AMR and Metro West have pointed out a shortage of paramedics, saying staffing issues are causing delays. Multnomah County and AMR agree that EMS crews should get 90% of emergency calls on time, but they disagree about how to fix the current problems.
To address staffing shortages and improve ambulance response times, AMR is proposing to modify the current standard for its EMS workers by hiring Emergency Medical Technicians. According to an AMR spokesperson who spoke to KGW8, adopting a standard EMT/Paramedic staffing model would help resolve the staffing issues faced by AMR Multnomah County. EMTs require less training and have fewer qualifications compared to paramedics and can be paid a lower rate, which could reduce AMR's expenses. Multnomah County has maintained a 2-paramedic requirement for its crews for decades, stating that it results in better patient care.
"It is the way the EMS is configured, we need the right resources at the right place at the right time," Dr. John Jui, Multnomah County EMS Medical Director said. "I can tell you if I have two trained paramedics with you having a cardiac arrest, they're going to do a better job than one medic, guaranteed."
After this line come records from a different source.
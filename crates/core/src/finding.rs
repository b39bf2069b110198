//! QA flags and compliance findings.
//!
//! Both are produced fresh by each evaluation and never mutated afterwards.

use std::collections::BTreeMap;
use std::fmt;

use serde::{Deserialize, Serialize};

/// Severity of a QA flag or compliance check.
#[derive(Debug, Clone, Copy, PartialEq, Eq, PartialOrd, Ord, Hash, Serialize, Deserialize)]
#[serde(rename_all = "snake_case")]
pub enum Severity {
    Info,
    Warn,
    Fail,
}

impl fmt::Display for Severity {
    fn fmt(&self, f: &mut fmt::Formatter<'_>) -> fmt::Result {
        f.write_str(match self {
            Severity::Info => "info",
            Severity::Warn => "warn",
            Severity::Fail => "fail",
        })
    }
}

/// Outcome of a compliance check.
#[derive(Debug, Clone, Copy, PartialEq, Eq, PartialOrd, Ord, Hash, Serialize, Deserialize)]
#[serde(rename_all = "snake_case")]
pub enum CheckStatus {
    Pass,
    Warn,
    Fail,
}

impl fmt::Display for CheckStatus {
    fn fmt(&self, f: &mut fmt::Formatter<'_>) -> fmt::Result {
        f.write_str(match self {
            CheckStatus::Pass => "pass",
            CheckStatus::Warn => "warn",
            CheckStatus::Fail => "fail",
        })
    }
}

/// How strongly a regulation demands a field.
#[derive(Debug, Clone, Copy, PartialEq, Eq, PartialOrd, Ord, Hash, Serialize, Deserialize)]
#[serde(rename_all = "snake_case")]
pub enum Requirement {
    Must,
    Conditional,
    Should,
}

impl Requirement {
    /// MUST and CONDITIONAL gaps fail; SHOULD gaps only warn.
    pub fn is_mandatory(self) -> bool {
        matches!(self, Requirement::Must | Requirement::Conditional)
    }
}

/// Regulatory regime a rule belongs to.
#[derive(Debug, Clone, Copy, PartialEq, Eq, PartialOrd, Ord, Hash, Serialize, Deserialize)]
#[serde(rename_all = "snake_case")]
pub enum Regime {
    Ets,
    Cbam,
}

impl fmt::Display for Regime {
    fn fmt(&self, f: &mut fmt::Formatter<'_>) -> fmt::Result {
        f.write_str(match self {
            Regime::Ets => "ets",
            Regime::Cbam => "cbam",
        })
    }
}

/// A data-quality observation recorded inside a ResultBundle.
#[derive(Debug, Clone, PartialEq, Eq, Serialize, Deserialize)]
pub struct QaFlag {
    pub flag_id: String,
    pub severity: Severity,
    pub message: String,
    #[serde(default)]
    pub context: BTreeMap<String, serde_json::Value>,
}

impl QaFlag {
    pub fn new(flag_id: &str, severity: Severity, message: impl Into<String>) -> Self {
        QaFlag {
            flag_id: flag_id.to_string(),
            severity,
            message: message.into(),
            context: BTreeMap::new(),
        }
    }

    pub fn with_context(mut self, key: &str, value: serde_json::Value) -> Self {
        self.context.insert(key.to_string(), value);
        self
    }
}

/// Result of evaluating one compliance rule.
#[derive(Debug, Clone, PartialEq, Eq, Serialize, Deserialize)]
pub struct ComplianceCheck {
    pub rule_id: String,
    pub regime: Regime,
    pub reg_reference: String,
    pub requirement: Requirement,
    pub severity: Severity,
    pub status: CheckStatus,
    pub message: String,
    pub remediation: String,
    #[serde(default)]
    pub evidence_requirements: Vec<String>,
    #[serde(default)]
    pub details: BTreeMap<String, serde_json::Value>,
}

/// Identity of a compliance rule set applied to a run.
#[derive(Debug, Clone, PartialEq, Eq, PartialOrd, Ord, Serialize, Deserialize)]
pub struct RuleSetRef {
    pub id: String,
    pub regime: Regime,
    pub version: String,
    /// Content hash of the rule definitions.
    pub sha256: String,
}

/// Overall status: fail if any MUST/CONDITIONAL check failed, else pass.
pub fn overall_status(checks: &[ComplianceCheck]) -> CheckStatus {
    let failed = checks
        .iter()
        .any(|c| c.status == CheckStatus::Fail && c.requirement.is_mandatory());
    if failed {
        CheckStatus::Fail
    } else {
        CheckStatus::Pass
    }
}

/// Sort QA flags by (severity, flag_id), then by context so that repeated
/// flags land in a fixed order too.
pub fn sort_flags(flags: &mut [QaFlag]) {
    flags.sort_by_cached_key(|f| {
        (
            f.severity,
            f.flag_id.clone(),
            serde_json::to_string(&f.context).unwrap_or_default(),
        )
    });
}

/// Sort compliance checks by (reg_reference, severity, rule_id).
pub fn sort_checks(checks: &mut [ComplianceCheck]) {
    checks.sort_by(|a, b| {
        (a.reg_reference.as_str(), a.severity, a.rule_id.as_str()).cmp(&(
            b.reg_reference.as_str(),
            b.severity,
            b.rule_id.as_str(),
        ))
    });
}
To lighten the burden on its ALS crews and improve response times, AMR has introduced its first BLS ambulance, staffed by two EMTs. The BLS system is intended to respond to minor calls. On May 1, the Bureau of Emergency Communication initiated its queue services, aimed to prioritize calls and assign them to the appropriate ambulance teams. This initiative is being implemented despite Multnomah County's restriction that does not permit paramedics to work alongside EMTs.